Il peso della donna e la fertilità continuano ad essere strettamente correlati.h2>
In condizioni di sovrappeso della donna oltre a ridursi la fertilità, aumentano anche i tassi di aborto spontanei o patologie croniche, come diabete e ipertensione nel nascituro.Dovuti ad un alto consumo di cibi ad elevato apporto calorico e ad uno stile di vita sedentario. Dunque addio ai falsi miti per cui una donna che cerca una gravidanza deve aumentare il proprio consumo calorico e una donna in attesa deve “mangiare per due”. Il sovrappeso nelle donne con BMI (indice di massa corporea) tra 25.0-29.9 e l’obesità definita con BMI>30 kg/ m2 sono associati a disfunzione riproduttiva, queste due condizioni sono in continuo aumento, coinvolgendo il 30% della popolazione in età fertile, tra i 25 e i 44 anni d’età, dovuti ad un alto consumo di cibi ad elevato apporto calorico e ad uno stile di vita sedentario. In particolare l’obesità addominale aumenta l’irregolarità mestruale e l’infertilità in quanto il tessuto adiposo non è solo un deposito di energia ma è anche una fonte di ormoni, determinando l’aumento di ormoni maschili (androgeni) e dell’ormone LH, causa di irregolarità nel ciclo ovulatorio.

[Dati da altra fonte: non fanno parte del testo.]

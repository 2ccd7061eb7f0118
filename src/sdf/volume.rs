//! Scene and material volume pairing

use glam::UVec3;
use thiserror::Error;

use crate::render::resources::{mip_extent, VolumeTexture};
use crate::sdf::MAT_VOLUME_SCALE;

/// Ways a scene/material volume pair can disagree
#[derive(Clone, Debug, PartialEq, Eq, Error)]
pub enum VolumeMismatch {
    #[error("scene volume has {scene} mips, material volume has {material}")]
    MipCount { scene: u32, material: u32 },

    #[error("mip {level}: scene volume {scene} is not {MAT_VOLUME_SCALE}x material volume {material}")]
    Scale { level: u32, scene: UVec3, material: UVec3 },
}

/// Check that both chains have the same length and the scene volume is
/// exactly `MAT_VOLUME_SCALE` times finer at every level
pub fn check_volume_shapes(
    scene_size: UVec3,
    scene_mips: u32,
    material_size: UVec3,
    material_mips: u32,
) -> Result<(), VolumeMismatch> {
    if scene_mips != material_mips {
        return Err(VolumeMismatch::MipCount {
            scene: scene_mips,
            material: material_mips,
        });
    }
    for level in 0..scene_mips {
        let scene = mip_extent(scene_size, level);
        let material = mip_extent(material_size, level);
        if scene != material * MAT_VOLUME_SCALE {
            return Err(VolumeMismatch::Scale { level, scene, material });
        }
    }
    Ok(())
}

/// Fatal variant used before generation; a mismatch is a setup bug
pub fn assert_volume_shapes(scene_size: UVec3, scene_mips: u32, material_size: UVec3, material_mips: u32) {
    if let Err(e) = check_volume_shapes(scene_size, scene_mips, material_size, material_mips) {
        panic!("invalid scene volume pair: {e}");
    }
}

/// Borrowed view of a loaded scene's volumes
#[derive(Clone, Copy)]
pub struct SceneVolumes<'a> {
    /// Normalized signed distance, R32Float
    pub scene: &'a VolumeTexture,
    /// Material id + 1 per cell, R32Uint
    pub material: &'a VolumeTexture,
}

impl SceneVolumes<'_> {
    pub fn check(&self) -> Result<(), VolumeMismatch> {
        check_volume_pair(self.scene, self.material)
    }
}

pub fn check_volume_pair(scene: &VolumeTexture, material: &VolumeTexture) -> Result<(), VolumeMismatch> {
    check_volume_shapes(scene.size(), scene.mip_count(), material.size(), material.mip_count())
}

#[cfg(test)]
mod tests {
    use super::*;
    use crate::sdf::SCENE_MIP_COUNT;

    #[test]
    fn test_matching_pair() {
        let scene = UVec3::new(64, 128, 64);
        assert_eq!(check_volume_shapes(scene, SCENE_MIP_COUNT, scene / 4, SCENE_MIP_COUNT), Ok(()));
    }

    #[test]
    fn test_mip_count_mismatch() {
        let scene = UVec3::splat(64);
        assert_eq!(
            check_volume_shapes(scene, 5, scene / 4, 4),
            Err(VolumeMismatch::MipCount { scene: 5, material: 4 })
        );
    }

    #[test]
    fn test_scale_mismatch() {
        // 32 pairs with 8 at mip 0 but breaks at mip 4 (2 vs 1)
        let err = check_volume_shapes(UVec3::splat(32), 5, UVec3::splat(8), 5).unwrap_err();
        assert!(matches!(err, VolumeMismatch::Scale { level: 4, .. }));

        let err = check_volume_shapes(UVec3::splat(64), 1, UVec3::splat(32), 1).unwrap_err();
        assert!(matches!(err, VolumeMismatch::Scale { level: 0, .. }));
    }

    #[test]
    #[should_panic(expected = "invalid scene volume pair")]
    fn test_mismatch_is_fatal() {
        assert_volume_shapes(UVec3::splat(64), 5, UVec3::splat(16), 3);
    }
}
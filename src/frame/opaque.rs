//! Rasterized opaque geometry
//!
//! Opaque objects are axis-aligned boxes drawn as instances into the
//! G-buffer. Boxes outside the camera frustum are culled on the CPU before
//! upload.

use bytemuck::{Pod, Zeroable};
use glam::Vec3;
use serde::{Deserialize, Serialize};

use crate::core::types::Result;
use crate::frame::targets::{DEPTH_FORMAT, GBUFFER0_FORMAT};
use crate::math::{Aabb, Frustum};
use crate::render::resources::ReservedBuffer;
use crate::render::shaders::ShaderKind;

/// Vertices per box, two triangles per face
const BOX_VERTEX_COUNT: u32 = 36;

#[derive(Clone, Debug, PartialEq, Serialize, Deserialize)]
pub struct OpaqueBox {
    pub min: Vec3,
    pub max: Vec3,
    #[serde(default)]
    pub material: u32,
}

impl OpaqueBox {
    pub fn new(min: Vec3, max: Vec3, material: u32) -> Self {
        Self { min, max, material }
    }

    pub fn bounds(&self) -> Aabb {
        Aabb::new(self.min.min(self.max), self.min.max(self.max))
    }

    pub fn instance(&self) -> BoxInstance {
        let bounds = self.bounds();
        BoxInstance {
            min: bounds.min.to_array(),
            material: self.material,
            max: bounds.max.to_array(),
            _pad: 0,
        }
    }
}

/// Per-instance vertex data; layout must match `BoxInstance` in `opaque.wgsl`
#[repr(C)]
#[derive(Clone, Copy, Debug, Default, PartialEq, Pod, Zeroable)]
pub struct BoxInstance {
    pub min: [f32; 3],
    pub material: u32,
    pub max: [f32; 3],
    pub _pad: u32,
}

const _: () = assert!(std::mem::size_of::<BoxInstance>() == 32);

const INSTANCE_ATTRIBUTES: [wgpu::VertexAttribute; 3] =
    wgpu::vertex_attr_array![0 => Float32x3, 1 => Uint32, 2 => Float32x3];

/// Instances of the boxes that intersect `frustum`
pub fn cull_boxes(frustum: &Frustum, boxes: &[OpaqueBox]) -> Vec<BoxInstance> {
    boxes
        .iter()
        .filter(|b| frustum.intersects_aabb(&b.bounds()))
        .map(OpaqueBox::instance)
        .collect()
}

pub struct OpaquePipeline {
    pipeline: wgpu::RenderPipeline,
    instances: ReservedBuffer,
    instance_count: u32,
}

impl OpaquePipeline {
    pub fn new(device: &wgpu::Device, frame_layout: &wgpu::BindGroupLayout) -> Result<Self> {
        let shader = ShaderKind::Opaque.create_module(device)?;

        let layout = device.create_pipeline_layout(&wgpu::PipelineLayoutDescriptor {
            label: Some("opaque_pipeline_layout"),
            bind_group_layouts: &[frame_layout],
            immediate_size: 0,
        });

        let pipeline = device.create_render_pipeline(&wgpu::RenderPipelineDescriptor {
            label: Some("opaque_pipeline"),
            layout: Some(&layout),
            vertex: wgpu::VertexState {
                module: &shader,
                entry_point: Some("vs_opaque"),
                buffers: &[wgpu::VertexBufferLayout {
                    array_stride: std::mem::size_of::<BoxInstance>() as wgpu::BufferAddress,
                    step_mode: wgpu::VertexStepMode::Instance,
                    attributes: &INSTANCE_ATTRIBUTES,
                }],
                compilation_options: Default::default(),
            },
            primitive: wgpu::PrimitiveState {
                topology: wgpu::PrimitiveTopology::TriangleList,
                cull_mode: None,
                ..Default::default()
            },
            depth_stencil: Some(wgpu::DepthStencilState {
                format: DEPTH_FORMAT,
                depth_write_enabled: true,
                depth_compare: wgpu::CompareFunction::Less,
                stencil: wgpu::StencilState::default(),
                bias: wgpu::DepthBiasState::default(),
            }),
            multisample: wgpu::MultisampleState::default(),
            fragment: Some(wgpu::FragmentState {
                module: &shader,
                entry_point: Some("fs_opaque"),
                targets: &[Some(wgpu::ColorTargetState {
                    format: GBUFFER0_FORMAT,
                    blend: None,
                    write_mask: wgpu::ColorWrites::ALL,
                })],
                compilation_options: Default::default(),
            }),
            multiview_mask: None,
            cache: None,
        });

        Ok(Self {
            pipeline,
            instances: ReservedBuffer::new(
                "opaque_instances",
                wgpu::BufferUsages::VERTEX | wgpu::BufferUsages::COPY_DST,
            ),
            instance_count: 0,
        })
    }

    /// Upload this camera's visible instances
    pub fn prepare(&mut self, device: &wgpu::Device, queue: &wgpu::Queue, instances: &[BoxInstance]) {
        self.instance_count = instances.len() as u32;
        if instances.is_empty() {
            return;
        }
        self.instances
            .reserve(device, instances.len() as u64, std::mem::size_of::<BoxInstance>() as u64);
        if let Some(buffer) = self.instances.buffer() {
            queue.write_buffer(buffer, 0, bytemuck::cast_slice(instances));
        }
    }

    pub fn instance_count(&self) -> u32 {
        self.instance_count
    }

    pub fn draw(&self, pass: &mut wgpu::RenderPass<'_>, frame_group: &wgpu::BindGroup) {
        let Some(buffer) = self.instances.buffer() else { return };
        if self.instance_count == 0 {
            return;
        }
        pass.set_pipeline(&self.pipeline);
        pass.set_bind_group(0, frame_group, &[]);
        pass.set_vertex_buffer(0, buffer.slice(..));
        pass.draw(0..BOX_VERTEX_COUNT, 0..self.instance_count);
    }

    pub fn release(&mut self) {
        self.instances.release();
        self.instance_count = 0;
    }
}

#[cfg(test)]
mod tests {
    use super::*;
    use crate::core::camera::Camera;

    #[test]
    fn test_cull_keeps_visible_boxes() {
        let camera = Camera::look_at(Vec3::new(0.0, -10.0, 0.0), Vec3::ZERO, Vec3::Z);
        let frustum = Frustum::from_view_projection(&camera.view_projection());
        let boxes = vec![
            OpaqueBox::new(Vec3::splat(-1.0), Vec3::splat(1.0), 2),
            // Behind the camera
            OpaqueBox::new(Vec3::new(-1.0, -30.0, -1.0), Vec3::new(1.0, -28.0, 1.0), 3),
            // Far off to the side
            OpaqueBox::new(Vec3::new(200.0, 0.0, 0.0), Vec3::new(201.0, 1.0, 1.0), 4),
        ];

        let visible = cull_boxes(&frustum, &boxes);
        assert_eq!(visible.len(), 1);
        assert_eq!(visible[0].material, 2);
    }

    #[test]
    fn test_inverted_corners_are_normalized() {
        let instance = OpaqueBox::new(Vec3::ONE, Vec3::ZERO, 0).instance();
        assert_eq!(instance.min, [0.0; 3]);
        assert_eq!(instance.max, [1.0; 3]);
    }

    #[test]
    fn test_box_json_defaults_material() {
        let b: OpaqueBox = serde_json::from_str(r#"{ "min": [0, 0, 0], "max": [1, 2, 3] }"#).unwrap();
        assert_eq!(b.material, 0);
        assert_eq!(b.bounds().size(), Vec3::new(1.0, 2.0, 3.0));
    }
}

Inoltre l’obesità o il sovrappeso riducono la fertilità anche nell’uomo. Nei successivi articoli spiegherò infatti come l’alimentazione influisca anche sulla qualità e del liquido seminale. A conferma di questo dato importante vi sono numerosi studi che evidenziano la correlazione tra obesità e infertilità maschile. Pertanto una coppia in sovrappeso o obesa avrà più difficoltà nell’avere un bambino a causa degli squilibri ormonali, ma anche a causa delle alterazioni del metabolismo lipidico che tali condizioni comportano, soprattutto se si presentano altre patologie concomitanti, come insulino-resistenza e dislipidemie (ipertrigliceridemia e ipercolesterolemia).
Ci sono numerose relazioni quindi tra peso e fertilità.

Tuttavia questa è una condizione reversibile, in cui il miglioramento del peso corporeo determina il recupero della regolarità mestruale e di conseguenza del concepimento, riducendo anche i rischi di aborto e di patologie croniche, come diabete e ipertensione, nel nascituro.  Solo in tal modo il peso della donna può migliorare la sua fertilità.

Ma ricordate è necessario un controllo dell’alimentazione a partire dall’età prepuberale, se una bambina o un bambino affrontano la pubertà in sovrappeso, le conseguenze sulla funzione riproduttiva potrebbero essere gravi e più difficilmente risolvibili.